C'est fraichement débarqué de Paris à Montréal en 1994, alors perdu avec moi-même, que j'ai connu mon cher ami Ken Morrison. Témoin de mon mal-être, il me confia, dans la cuisine de son magnifique 5 1/2 sur la rue Saint-Urbain.

Tu sais Hugo, chez moi en Saskatchewan c'est facile de bien vivre, on a seulement trois choses à faire :

Rire, Rêver et Transpirer !




Ken tient cette maxime de la réserve proche de laquelle il a grandi. Maintenant, ce mantra m'accompagne tous les jours et aujourd'hui parmi vous, je pense comprendre finalement ce que Ken voulait dire par… Transpirer !

Haha ! J'entends encore l'escalade des éclats de rire qui retentirent sous la tente.





Au quatrième et dernier tour, la chaleur ne fléchissait toujours pas. La nouveauté provint cette fois-ci par l’entrée remarquée de larges tambours remis à deux jeunes gaillards.

Fini les palabres, place à la musique !




Je ne sais comment vous le décrire, mais lorsque les chants de gorge embarquèrent au rythme du martèlement de la peau tendue des instruments. C'est comme si le scintillement de la voûte céleste perçait la toile au-dessus de nos têtes et pourtant j’avais les yeux clos !



À l’unisson, je chante Mi’gmaq

La capsule cosmogonique

Navigue au large

De l’océan Préhistoire.

 

Flottons-nous sans relâche

Au gré des marées du Temps

Dans le ventre

Des mers astrales ?





Si vous me le permettez, un dernier mot ici pour mon père Hugues Vassal, grand reporter-photographe parti à l'âge de presque 90 ans au printemps 2023 qui n'aura eu la chance de lire ses lignes et d'apprécier ces clichés pour l'entendre, ne serait-ce qu'une fois, me dire à quel point il est fier. Nonobstant, je loue ici sa mémoire pour les trop rares moments passés ensemble. Ils furent clefs et pleins !




Alors salut mon pote ! Et tant pis pour toi, malgré ton odyssée captivante parmi les grands de ce monde, tu auras su passer à côté d’un rendez-vous des plus extraordinaires. Celui prit avec ton fils adoptif tout droit arrivé, à deux mois et demi seulement, de la pouponnière régie par la mère de l'impératrice Farah Pahlavi à Téhéran. Souviens-toi, papa, c'était moi "le roi des rois" à Paris, en ce jour de Noël 72.

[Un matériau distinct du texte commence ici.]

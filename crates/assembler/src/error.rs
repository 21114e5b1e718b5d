//! Error types for the XVM assembler.

use thiserror::Error;

/// Errors produced while assembling text into a function table.
#[derive(Error, Debug, Clone, PartialEq, Eq)]
pub enum AsmError {
    /// An unrecognized opcode mnemonic was encountered.
    #[error("line {line}: unknown opcode '{token}'")]
    UnknownOpcode { line: usize, token: String },

    /// An opcode did not have enough arguments.
    #[error("line {line}: {opcode} expects {expected} argument(s)")]
    MissingArgument {
        line: usize,
        opcode: &'static str,
        expected: usize,
    },

    /// A token appeared where it was not expected.
    #[error("line {line}: unexpected token '{token}'")]
    UnexpectedToken { line: usize, token: String },

    /// A quoted literal was not closed before the end of the line.
    #[error("line {line}: unterminated string literal")]
    UnterminatedString { line: usize },

    /// A backslash escape other than `\"`, `\\`, `\n`, `\t`.
    #[error("line {line}: invalid escape '\\{escape}'")]
    InvalidEscape { line: usize, escape: char },

    /// A function header with no name.
    #[error("line {line}: empty function name")]
    EmptyFunctionName { line: usize },

    /// A function header naming the entry point.
    #[error("line {line}: function name '{name}' is reserved")]
    ReservedFunctionName { line: usize, name: String },

    /// A second header for a function already defined.
    #[error("line {line}: duplicate function '{name}'")]
    DuplicateFunction { line: usize, name: String },
}
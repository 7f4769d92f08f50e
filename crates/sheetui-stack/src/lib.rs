#![forbid(unsafe_code)]

//! Stacked slide-in sheets.
//!
//! # Role in SheetUI
//! `sheetui-stack` is the presentation manager: [`Sheet`] runs one panel's
//! enter/close state machine, and [`SheetStack`] keeps the ordered stack,
//! opens sheets from trusted HTML or a URL, and keeps the dim/peek/pointer
//! treatment of every sheet consistent with its position.
//!
//! # How it fits in the system
//! Everything page-facing goes through a
//! [`SheetSurface`](sheetui_core::surface::SheetSurface); everything
//! time-facing goes through the stack's timer queue, advanced by the host
//! with [`SheetStack::advance`]. Remote content comes from a
//! [`ContentLoader`].

pub mod config;
pub mod content;
pub mod sheet;
pub mod stack;

#[cfg(feature = "config")]
pub use config::ConfigError;
pub use config::{SheetConfig, StackConfig, StackingConfig};
pub use content::{ContentLoadError, ContentLoader, FragmentLoader, load_content};
pub use sheet::{Sheet, SheetPhase, SheetSignal, SheetTimer, StackVisual};
pub use stack::{SheetStack, StackEvent};

pub use sheetui_core::surface::{SheetId, SheetRole, SheetSurface};
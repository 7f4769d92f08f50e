#![forbid(unsafe_code)]

//! Core: sheet geometry, host-driven timers, and the page surface contract.
//!
//! # Role in SheetUI
//! `sheetui-core` holds everything a sheet needs that is not the sheet
//! itself: the responsive geometry function, the timer queue its animation
//! delays run on, and the [`SheetSurface`](surface::SheetSurface) trait that
//! stands in for the page DOM.
//!
//! # How it fits in the system
//! `sheetui-stack` drives sheets against a `SheetSurface`. The browser
//! binding (`sheetui-web`) implements the surface over `web-sys`; tests and
//! DOM-less hosts use [`HeadlessSurface`](headless::HeadlessSurface).

pub mod geometry;
pub mod headless;
pub mod surface;
pub mod timer;

#[cfg(feature = "tracing-json")]
pub mod logging;

pub use geometry::{Breakpoint, SheetGeometry, compute_geometry, compute_geometry_with_max};
pub use headless::{ElementStyle, HeadlessSurface, MountedSheet};
pub use surface::{PreconditionFault, SheetId, SheetRole, SheetSurface, StyleChange};
pub use timer::{DeterministicClock, MonotonicClock, TimerId, TimerQueue, WallClock};
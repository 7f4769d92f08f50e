#![forbid(unsafe_code)]

//! `wasm-bindgen` exports for the sheet list.
//!
//! Only compiled on `wasm32` targets. The list schedules its own wake-ups
//! with `setTimeout`, so the page only has to construct it and call
//! `addSheet` / `addSheetFromUrl`.

use std::cell::RefCell;
use std::rc::{Rc, Weak};
use std::time::Duration;

use js_sys::{Function, Promise, Reflect};
use sheetui_core::{SheetId, WallClock};
use sheetui_stack::{StackConfig, StackEvent, load_content};
use wasm_bindgen::JsCast;
use wasm_bindgen::prelude::*;
use wasm_bindgen_futures::future_to_promise;
use web_sys::{Element, Event};

use crate::dom::DomSurface;
use crate::fetch::{FetchLoader, js_message};
use crate::host::SheetHost;
use crate::markup::{ACTION_ATTR, CONTAINER_CLASS, SHEET_ID_ATTR};

fn console_error(msg: &str) {
    let global = js_sys::global();
    let Ok(console) = Reflect::get(&global, &"console".into()) else {
        return;
    };
    let Ok(error) = Reflect::get(&console, &"error".into()) else {
        return;
    };
    let Ok(error_fn) = error.dyn_into::<Function>() else {
        return;
    };
    let _ = error_fn.call1(&console, &JsValue::from_str(msg));
}

fn install_panic_hook() {
    use std::sync::Once;

    static ONCE: Once = Once::new();
    ONCE.call_once(|| {
        std::panic::set_hook(Box::new(|info| {
            console_error(&format!("sheet list panicked: {info}"));
        }));
    });
}

fn busy() -> JsValue {
    js_sys::Error::new("SheetList is busy").into()
}

struct ListState {
    host: SheetHost<DomSurface, WallClock>,
    on_closed: Option<Function>,
    /// Stack-relative deadline of the pending `setTimeout`, if any.
    wake_at: Option<Duration>,
    click: Option<Closure<dyn FnMut(Event)>>,
}

type Shared = Rc<RefCell<ListState>>;

/// Stack of slide-in sheets rendered into one container element.
#[wasm_bindgen]
pub struct SheetList {
    state: Shared,
    loader: Option<FetchLoader>,
}

#[wasm_bindgen]
impl SheetList {
    /// Render sheets into `container`.
    #[wasm_bindgen(constructor)]
    pub fn new(container: Element) -> Result<SheetList, JsValue> {
        install_panic_hook();
        let surface = DomSurface::new(container.clone())?;
        let host = SheetHost::new(surface, StackConfig::default(), WallClock::start());
        let state = Rc::new(RefCell::new(ListState {
            host,
            on_closed: None,
            wake_at: None,
            click: None,
        }));

        let weak = Rc::downgrade(&state);
        let click = Closure::<dyn FnMut(Event)>::new(move |event: Event| on_click(&weak, &event));
        container.add_event_listener_with_callback("click", click.as_ref().unchecked_ref())?;
        state.borrow_mut().click = Some(click);

        Ok(SheetList {
            state,
            loader: FetchLoader::new(),
        })
    }

    /// Open a sheet with trusted `html`. Returns the sheet id.
    #[wasm_bindgen(js_name = addSheet)]
    pub fn add_sheet(&self, html: &str) -> Result<f64, JsValue> {
        let id = with_state(&self.state, |s| s.host.add_sheet(html))?;
        pump(&self.state);
        Ok(id.get() as f64)
    }

    /// Fetch `url` and open a sheet with the response body.
    ///
    /// Resolves to the sheet id; rejects with the load error and leaves the
    /// list unchanged.
    #[wasm_bindgen(js_name = addSheetFromUrl)]
    pub fn add_sheet_from_url(&self, url: String) -> Promise {
        let state = self.state.clone();
        let loader = self.loader.clone();
        future_to_promise(async move {
            let loader =
                loader.ok_or_else(|| JsValue::from(js_sys::Error::new("no window to fetch from")))?;
            // Same flow as `SheetStack::open_from_url`, split so the state
            // borrow is not held across the fetch.
            let html = match load_content(&loader, &url).await {
                Ok(html) => html,
                Err(err) => {
                    console_error(&format!("Failed to load sheet content: {err}"));
                    return Err(js_sys::Error::new(&err.to_string()).into());
                }
            };
            let id = with_state(&state, |s| s.host.add_sheet(&html))?;
            pump(&state);
            Ok(JsValue::from_f64(id.get() as f64))
        })
    }

    /// Start closing sheet `id`. Returns `false` for unknown or closing ids.
    pub fn close(&self, id: f64) -> Result<bool, JsValue> {
        let Some(id) = id_from_js(id) else {
            return Ok(false);
        };
        let started = with_state(&self.state, |s| s.host.close(id))?;
        pump(&self.state);
        Ok(started)
    }

    /// Close the topmost open sheet. Returns its id.
    #[wasm_bindgen(js_name = closeTop)]
    pub fn close_top(&self) -> Result<Option<f64>, JsValue> {
        let id = with_state(&self.state, |s| s.host.close_top())?;
        pump(&self.state);
        Ok(id.map(|id| id.get() as f64))
    }

    /// Recompute sheet widths after a viewport resize.
    #[wasm_bindgen(js_name = updateWidths)]
    pub fn update_widths(&self) -> Result<(), JsValue> {
        with_state(&self.state, |s| s.host.update_widths())
    }

    /// Register a callback receiving the id of each removed sheet.
    #[wasm_bindgen(js_name = onClosed)]
    pub fn on_closed(&self, callback: Option<Function>) -> Result<(), JsValue> {
        with_state(&self.state, |s| s.on_closed = callback)
    }

    /// Fire due animation steps now.
    pub fn tick(&self) {
        pump(&self.state);
    }

    /// Number of sheets, including closing ones.
    pub fn len(&self) -> Result<usize, JsValue> {
        with_state(&self.state, |s| s.host.stack().len())
    }

    /// Sheet ids, bottom first.
    pub fn ids(&self) -> Result<Vec<f64>, JsValue> {
        with_state(&self.state, |s| {
            s.host
                .stack()
                .ids()
                .into_iter()
                .map(|id| id.get() as f64)
                .collect()
        })
    }

    /// Remove every sheet without notifications and detach from the page.
    pub fn disconnect(&self) -> Result<usize, JsValue> {
        with_state(&self.state, |s| {
            detach_click(s);
            let dropped = s.host.disconnect();
            s.host.stack_mut().surface_mut().forget_detached();
            s.wake_at = None;
            dropped
        })
    }
}

impl Drop for SheetList {
    fn drop(&mut self) {
        // The listener must not outlive its closure, which `ListState` owns.
        match self.state.try_borrow_mut() {
            Ok(mut s) => detach_click(&mut s),
            Err(_) => console_error("SheetList dropped while busy; click listener left attached"),
        }
    }
}

fn detach_click(s: &mut ListState) {
    if let Some(click) = s.click.take() {
        let container = s.host.stack().surface().container();
        let _ = container.remove_event_listener_with_callback("click", click.as_ref().unchecked_ref());
    }
}

fn with_state<T>(state: &Shared, f: impl FnOnce(&mut ListState) -> T) -> Result<T, JsValue> {
    let mut guard = state.try_borrow_mut().map_err(|_| busy())?;
    Ok(f(&mut guard))
}

fn id_from_js(value: f64) -> Option<SheetId> {
    (value.is_finite() && value >= 0.0 && value.fract() == 0.0).then(|| SheetId::new(value as u64))
}

/// Sync the stack to the wall clock, deliver `closed` callbacks, and arm
/// the next wake-up.
fn pump(state: &Shared) {
    let Ok(mut guard) = state.try_borrow_mut() else {
        return;
    };
    let events = guard.host.sync();
    let callback = guard.on_closed.clone();
    schedule_wake(state, &mut guard);
    drop(guard);

    let Some(callback) = callback else {
        return;
    };
    for event in events {
        if let StackEvent::Closed(id) = event {
            if let Err(err) = callback.call1(&JsValue::NULL, &JsValue::from_f64(id.get() as f64)) {
                console_error(&format!("onClosed callback failed: {}", js_message(&err)));
            }
        }
    }
}

fn schedule_wake(state: &Shared, s: &mut ListState) {
    let (Some(delay), Some(deadline)) = (s.host.next_wake(), s.host.stack().next_deadline()) else {
        return;
    };
    if s.wake_at.is_some_and(|armed| armed <= deadline) {
        return;
    }
    let Some(window) = web_sys::window() else {
        return;
    };

    let weak: Weak<RefCell<ListState>> = Rc::downgrade(state);
    let callback = Closure::once_into_js(move || {
        let Some(state) = weak.upgrade() else {
            return;
        };
        if let Ok(mut s) = state.try_borrow_mut() {
            if s.wake_at == Some(deadline) {
                s.wake_at = None;
            }
        }
        pump(&state);
    });
    let timeout = i32::try_from(delay.as_millis()).unwrap_or(i32::MAX);
    match window
        .set_timeout_with_callback_and_timeout_and_arguments_0(callback.unchecked_ref(), timeout)
    {
        Ok(_) => s.wake_at = Some(deadline),
        Err(err) => console_error(&format!("failed to arm sheet timer: {}", js_message(&err))),
    }
}

fn on_click(state: &Weak<RefCell<ListState>>, event: &Event) {
    let Some(state) = state.upgrade() else {
        return;
    };
    let Some(target) = event.target().and_then(|t| t.dyn_into::<Element>().ok()) else {
        return;
    };
    let Ok(Some(actor)) = target.closest(&format!("[{ACTION_ATTR}]")) else {
        return;
    };
    let Ok(Some(root)) = target.closest(&format!(".{CONTAINER_CLASS}")) else {
        return;
    };
    let action = actor.get_attribute(ACTION_ATTR).unwrap_or_default();
    let sheet = root.get_attribute(SHEET_ID_ATTR).unwrap_or_default();

    let started = with_state(&state, |s| s.host.dispatch_action(&action, &sheet)).unwrap_or(false);
    if started {
        pump(&state);
    }
}
use crate::config::StackConfig;
use crate::content::{ContentLoadError, ContentLoader, load_content};
use crate::sheet::{Sheet, SheetPhase, SheetSignal, SheetTimer, StackVisual};

/// Notification a host can drain from the stack.
#[derive(Debug, Clone, Copy, PartialEq, Eq)]
pub enum StackEvent {
    /// A sheet was mounted on top of the stack.
    Opened(SheetId),
    /// A sheet finished its close animation and was removed.
    Closed(SheetId),
}

/// Stack of open sheets over one surface.
#[derive(Debug)]
pub struct SheetStack<S: SheetSurface> {
    surface: S,
    config: StackConfig,
    /// Bottom to top.
    sheets: Vec<Sheet>,
    timers: TimerQueue<SheetTimer>,
    next_id: u64,
    events: VecDeque<StackEvent>,
}

impl<S: SheetSurface> SheetStack<S> {
    /// Create an empty stack drawing on `surface`.
    pub fn new(surface: S, config: StackConfig) -> Self {
        Self {
            surface,
            config,
            sheets: Vec::new(),
            timers: TimerQueue::new(),
            next_id: 1,
            events: VecDeque::new(),
        }
    }

    // --- Opening ---

    /// Open a sheet showing `html` on top of the stack.
    ///
    /// `html` is trusted and inserted verbatim.
    pub fn open_from_content(&mut self, html: &str) -> SheetId {
        let id = SheetId::new(self.next_id);
        self.next_id += 1;

        let sheet = Sheet::open(
            id,
            html,
            self.config.sheet.clone(),
            &mut self.surface,
            &mut self.timers,
        );
        self.sheets.push(sheet);
        self.events.push_back(StackEvent::Opened(id));
        tracing::debug!(message = "stack.push", sheet = id.get(), depth = self.sheets.len());

        self.apply_stacking_visuals();
        id
    }

    /// Load `url` through `loader`, then open a sheet with the result.
    ///
    /// The load is the only suspension point. On failure nothing is mounted
    /// and the stack is unchanged.
    pub async fn open_from_url<L: ContentLoader + ?Sized>(
        &mut self,
        loader: &L,
        url: &str,
    ) -> Result<SheetId, ContentLoadError> {
        let html = load_content(loader, url).await?;
        Ok(self.open_from_content(&html))
    }

    // --- Closing ---

    /// Start closing `id`. Returns `false` if the id is unknown or already
    /// closing.
    pub fn close(&mut self, id: SheetId) -> bool {
        let Some(idx) = self.position(id) else {
            tracing::trace!(message = "stack.close_unknown", sheet = id.get());
            return false;
        };
        let started = self.sheets[idx].close(&mut self.surface, &mut self.timers);
        if started {
            self.apply_stacking_visuals();
        }
        started
    }

    /// Start closing the topmost sheet that is not already closing.
    pub fn close_top(&mut self) -> Option<SheetId> {
        let id = self.active()?;
        self.close(id).then_some(id)
    }

    fn on_sheet_closed(&mut self, id: SheetId) {
        if let Some(idx) = self.position(id) {
            self.sheets.remove(idx);
            tracing::debug!(
                message = "stack.remove",
                sheet = id.get(),
                position = idx,
                depth = self.sheets.len()
            );
        }
        self.events.push_back(StackEvent::Closed(id));
        self.apply_stacking_visuals();
    }

    // --- Time ---

    /// Advance the stack's clock by `dt` and fire due timers.
    pub fn advance(&mut self, dt: Duration) {
        self.timers.advance(dt);
        self.fire_due();
    }

    /// Advance the stack's clock to `now` and fire due timers.
    pub fn advance_to(&mut self, now: Duration) {
        self.timers.advance_to(now);
        self.fire_due();
    }

    /// Current stack time.
    #[must_use]
    pub fn now(&self) -> Duration {
        self.timers.now()
    }

    /// When the next animation step is due, if any.
    #[must_use]
    pub fn next_deadline(&self) -> Option<Duration> {
        self.timers.next_deadline()
    }

    fn fire_due(&mut self) {
        while let Some((_, timer)) = self.timers.pop_due() {
            let id = timer.sheet();
            let Some(idx) = self.position(id) else {
                continue;
            };
            match self.sheets[idx].on_timer(timer, &mut self.surface) {
                Some(SheetSignal::Closed) => self.on_sheet_closed(id),
                Some(SheetSignal::Opened) | None => {}
            }
        }
    }

    // --- Geometry ---

    /// Recompute geometry for one sheet. Returns `false` for unknown ids.
    pub fn update_width(&mut self, id: SheetId) -> bool {
        match self.position(id) {
            Some(idx) => {
                self.sheets[idx].update_width(&mut self.surface);
                true
            }
            None => false,
        }
    }

    /// Recompute geometry for every sheet.
    pub fn update_widths(&mut self) {
        for sheet in &mut self.sheets {
            sheet.update_width(&mut self.surface);
        }
    }

    // --- Visuals ---

    /// Re-derive and apply every sheet's stacking treatment.
    pub fn apply_stacking_visuals(&mut self) {
        let stacking = &self.config.stacking;
        let count = self.sheets.len();
        let active = self.active_index();

        for (idx, sheet) in self.sheets.iter_mut().enumerate() {
            let visual = if count == 1 {
                StackVisual::FULL_VIEW
            } else if sheet.is_closing() {
                StackVisual::LEAVING
            } else {
                match active {
                    Some(top) if idx == top => StackVisual::FULL_VIEW,
                    Some(top) => {
                        let depth = u32::try_from(top - idx).unwrap_or(u32::MAX);
                        StackVisual::covered(depth, stacking.dim_brightness, stacking.peek_offset)
                    }
                    None => StackVisual::LEAVING,
                }
            };
            sheet.set_visual(visual, &mut self.surface);
        }

        tracing::trace!(
            message = "stack.visuals",
            depth = count,
            active = active.map(|i| self.sheets[i].id().get())
        );
    }

    // --- Queries ---

    /// Number of sheets in the stack, including closing ones.
    #[must_use]
    pub fn len(&self) -> usize {
        self.sheets.len()
    }

    /// Whether the stack is empty.
    #[must_use]
    pub fn is_empty(&self) -> bool {
        self.sheets.is_empty()
    }

    /// Sheet ids, bottom first.
    #[must_use]
    pub fn ids(&self) -> Vec<SheetId> {
        self.sheets.iter().map(Sheet::id).collect()
    }

    /// Sheets, bottom first.
    pub fn sheets(&self) -> impl Iterator<Item = &Sheet> {
        self.sheets.iter()
    }

    /// Look up a sheet.
    #[must_use]
    pub fn get(&self, id: SheetId) -> Option<&Sheet> {
        self.sheets.iter().find(|s| s.id() == id)
    }

    /// Position of `id`, `0` being the bottom.
    #[must_use]
    pub fn position(&self, id: SheetId) -> Option<usize> {
        self.sheets.iter().position(|s| s.id() == id)
    }

    /// Last element of the stack, closing or not.
    #[must_use]
    pub fn top(&self) -> Option<SheetId> {
        self.sheets.last().map(Sheet::id)
    }

    /// Topmost sheet that is not closing.
    #[must_use]
    pub fn active(&self) -> Option<SheetId> {
        self.active_index().map(|i| self.sheets[i].id())
    }

    /// Phase of `id`, if it is still in the stack.
    #[must_use]
    pub fn phase(&self, id: SheetId) -> Option<SheetPhase> {
        self.get(id).map(Sheet::phase)
    }

    fn active_index(&self) -> Option<usize> {
        self.sheets.iter().rposition(|s| !s.is_closing())
    }

    /// Drain queued stack events, oldest first.
    pub fn drain_events(&mut self) -> impl Iterator<Item = StackEvent> + '_ {
        self.events.drain(..)
    }

    /// The stack configuration.
    #[must_use]
    pub fn config(&self) -> &StackConfig {
        &self.config
    }

    /// The surface sheets are drawn on.
    #[must_use]
    pub fn surface(&self) -> &S {
        &self.surface
    }

    /// Mutable access to the surface (viewport changes, host wiring).
    pub fn surface_mut(&mut self) -> &mut S {
        &mut self.surface
    }

    // --- Lifecycle ---

    /// Tear down: cancel every pending animation and unmount every sheet
    /// without `closed` notifications. Returns how many sheets were dropped.
    pub fn disconnect(&mut self) -> usize {
        let dropped = self.sheets.len();
        for mut sheet in self.sheets.drain(..) {
            sheet.discard(&mut self.surface, &mut self.timers);
        }
        self.timers.clear();
        self.events.clear();
        tracing::debug!(message = "stack.disconnect", dropped);
        dropped
    }

    /// Consume the stack, returning its surface.
    pub fn into_surface(self) -> S {
        self.surface
    }
}

#[cfg(test)]
mod tests {
    use super::*;
    use crate::config::SheetConfig;
    use sheetui_core::headless::HeadlessSurface;
    use sheetui_core::surface::SheetRole;

    const ENTER: Duration = Duration::from_millis(100);
    const CLOSE: Duration = Duration::from_millis(500);

    fn stack() -> SheetStack<HeadlessSurface> {
        SheetStack::new(HeadlessSurface::new(1200), StackConfig::default())
    }

    fn interactive(stack: &SheetStack<HeadlessSurface>) -> Vec<bool> {
        stack.sheets().map(Sheet::is_interactive).collect()
    }

    fn dimmed(stack: &SheetStack<HeadlessSurface>) -> Vec<bool> {
        stack.sheets().map(Sheet::is_dimmed).collect()
    }

    #[test]
    fn open_assigns_increasing_ids_in_order() {
        let mut s = stack();
        let a = s.open_from_content("<p>a</p>");
        let b = s.open_from_content("<p>b</p>");
        assert!(a < b);
        assert_eq!(s.ids(), vec![a, b]);
        assert_eq!(s.surface().mounted_ids(), vec![a, b]);
        assert_eq!(s.top(), Some(b));
        assert_eq!(s.active(), Some(b));
    }

    #[test]
    fn single_sheet_gets_full_view() {
        let mut s = stack();
        let a = s.open_from_content("<p>Hi</p>");
        assert_eq!(s.get(a).map(Sheet::visual), Some(StackVisual::FULL_VIEW));
        let panel = s.surface().style(a, SheetRole::Panel).unwrap();
        assert_eq!(panel.pointer_events, Some(true));
        assert_eq!(panel.brightness, Some(1.0));
    }

    #[test]
    fn lower_sheets_are_dimmed_and_gated() {
        let mut s = stack();
        s.open_from_content("a");
        s.open_from_content("b");
        s.open_from_content("c");
        assert_eq!(interactive(&s), vec![false, false, true]);
        assert_eq!(dimmed(&s), vec![true, true, false]);
        let peeks: Vec<u32> = s.sheets().map(|sh| sh.visual().peek_offset).collect();
        assert_eq!(peeks, vec![32, 16, 0]);
    }

    #[test]
    fn lower_sheet_rests_shifted_by_peek() {
        let mut s = stack();
        let a = s.open_from_content("a");
        s.advance(ENTER);
        s.open_from_content("b");
        let panel = s.surface().style(a, SheetRole::Panel).unwrap();
        assert_eq!(panel.translate, Some((120 - 16, 0)));
    }

    #[test]
    fn closing_top_hands_interaction_down_immediately() {
        let mut s = stack();
        let a = s.open_from_content("a");
        let b = s.open_from_content("b");
        s.advance(ENTER);

        assert!(s.close(b));
        assert_eq!(s.active(), Some(a));
        assert!(s.get(a).unwrap().is_interactive());
        assert!(!s.get(b).unwrap().is_interactive());
        assert_eq!(s.len(), 2, "removal waits for the close delay");

        s.advance(CLOSE);
        assert_eq!(s.ids(), vec![a]);
        let panel = s.surface().style(a, SheetRole::Panel).unwrap();
        assert_eq!(panel.translate, Some((120, 0)));
        assert_eq!(panel.brightness, Some(1.0));
        assert_eq!(panel.pointer_events, Some(true));
    }

    #[test]
    fn close_top_skips_closing_sheets() {
        let mut s = stack();
        let a = s.open_from_content("a");
        let b = s.open_from_content("b");
        assert_eq!(s.close_top(), Some(b));
        assert_eq!(s.close_top(), Some(a));
        assert_eq!(s.close_top(), None);
        s.advance(CLOSE);
        assert!(s.is_empty());
    }

    #[test]
    fn events_are_queued_in_order() {
        let mut s = stack();
        let a = s.open_from_content("a");
        s.advance(ENTER);
        s.close(a);
        s.advance(CLOSE);
        let events: Vec<_> = s.drain_events().collect();
        assert_eq!(events, vec![StackEvent::Opened(a), StackEvent::Closed(a)]);
        assert_eq!(s.drain_events().count(), 0);
    }

    #[test]
    fn unknown_ids_are_rejected() {
        let mut s = stack();
        assert!(!s.close(SheetId::new(99)));
        assert!(!s.update_width(SheetId::new(99)));
        assert_eq!(s.phase(SheetId::new(99)), None);
    }

    #[test]
    fn update_widths_follows_viewport() {
        let mut s = stack();
        let a = s.open_from_content("a");
        s.surface_mut().set_viewport_width(700);
        s.update_widths();
        assert_eq!(s.get(a).unwrap().geometry().panel_width, 700);
        assert!(s.update_width(a));
    }

    #[test]
    fn disconnect_drops_everything_silently() {
        let mut s = stack();
        s.open_from_content("a");
        let b = s.open_from_content("b");
        s.close(b);
        assert_eq!(s.disconnect(), 2);
        assert!(s.is_empty());
        assert_eq!(s.next_deadline(), None);
        assert!(s.surface().sheets().is_empty());
        assert!(s.surface().closed_notifications().is_empty());
        assert_eq!(s.drain_events().count(), 0);
    }

    #[test]
    fn instant_config_still_needs_a_tick() {
        let mut s = SheetStack::new(
            HeadlessSurface::new(1200),
            StackConfig::default().with_sheet(SheetConfig::instant()),
        );
        let a = s.open_from_content("a");
        assert_eq!(s.phase(a), Some(SheetPhase::Entering));
        s.advance(Duration::ZERO);
        assert_eq!(s.phase(a), Some(SheetPhase::Open));
        s.close(a);
        s.advance(Duration::ZERO);
        assert!(s.is_empty());
    }

    #[test]
    fn advance_to_uses_absolute_time() {
        let mut s = stack();
        let a = s.open_from_content("a");
        s.advance_to(Duration::from_millis(99));
        assert_eq!(s.phase(a), Some(SheetPhase::Entering));
        s.advance_to(Duration::from_millis(100));
        assert_eq!(s.phase(a), Some(SheetPhase::Open));
        assert_eq!(s.now(), Duration::from_millis(100));
    }
}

Merci les anciens. Ithaque pleure. Ulysse et Télémaque ne se reverront plus.

Hugo V. 2024


1  RCMP press release regarding sweat ceremonies (2009)

A sweat is a sacred and healing ceremony that involves prayer, heat and steam from the Grandfathers (the sacred stones), plant medicines like sage and copal as a smudge, hand drum and songs. These ceremonies can be deeply moving and powerful and create strong bonds and connections for all who attend.

 

During the ceremony, participants sit inside where heated rocks, known as grandfathers, are brought in and water is poured over them to create steam. The heat mimics a baby’s experience inside the mother’s body.


Sweat lodges are part of Indigenous tradition as a space where sacred purification ceremonies are held for spiritual cleansing. The structure, made of natural materials, is to resemble a womb.

RCMP employees will be able to attend ceremonies for self-reflection and prayer, stated the release.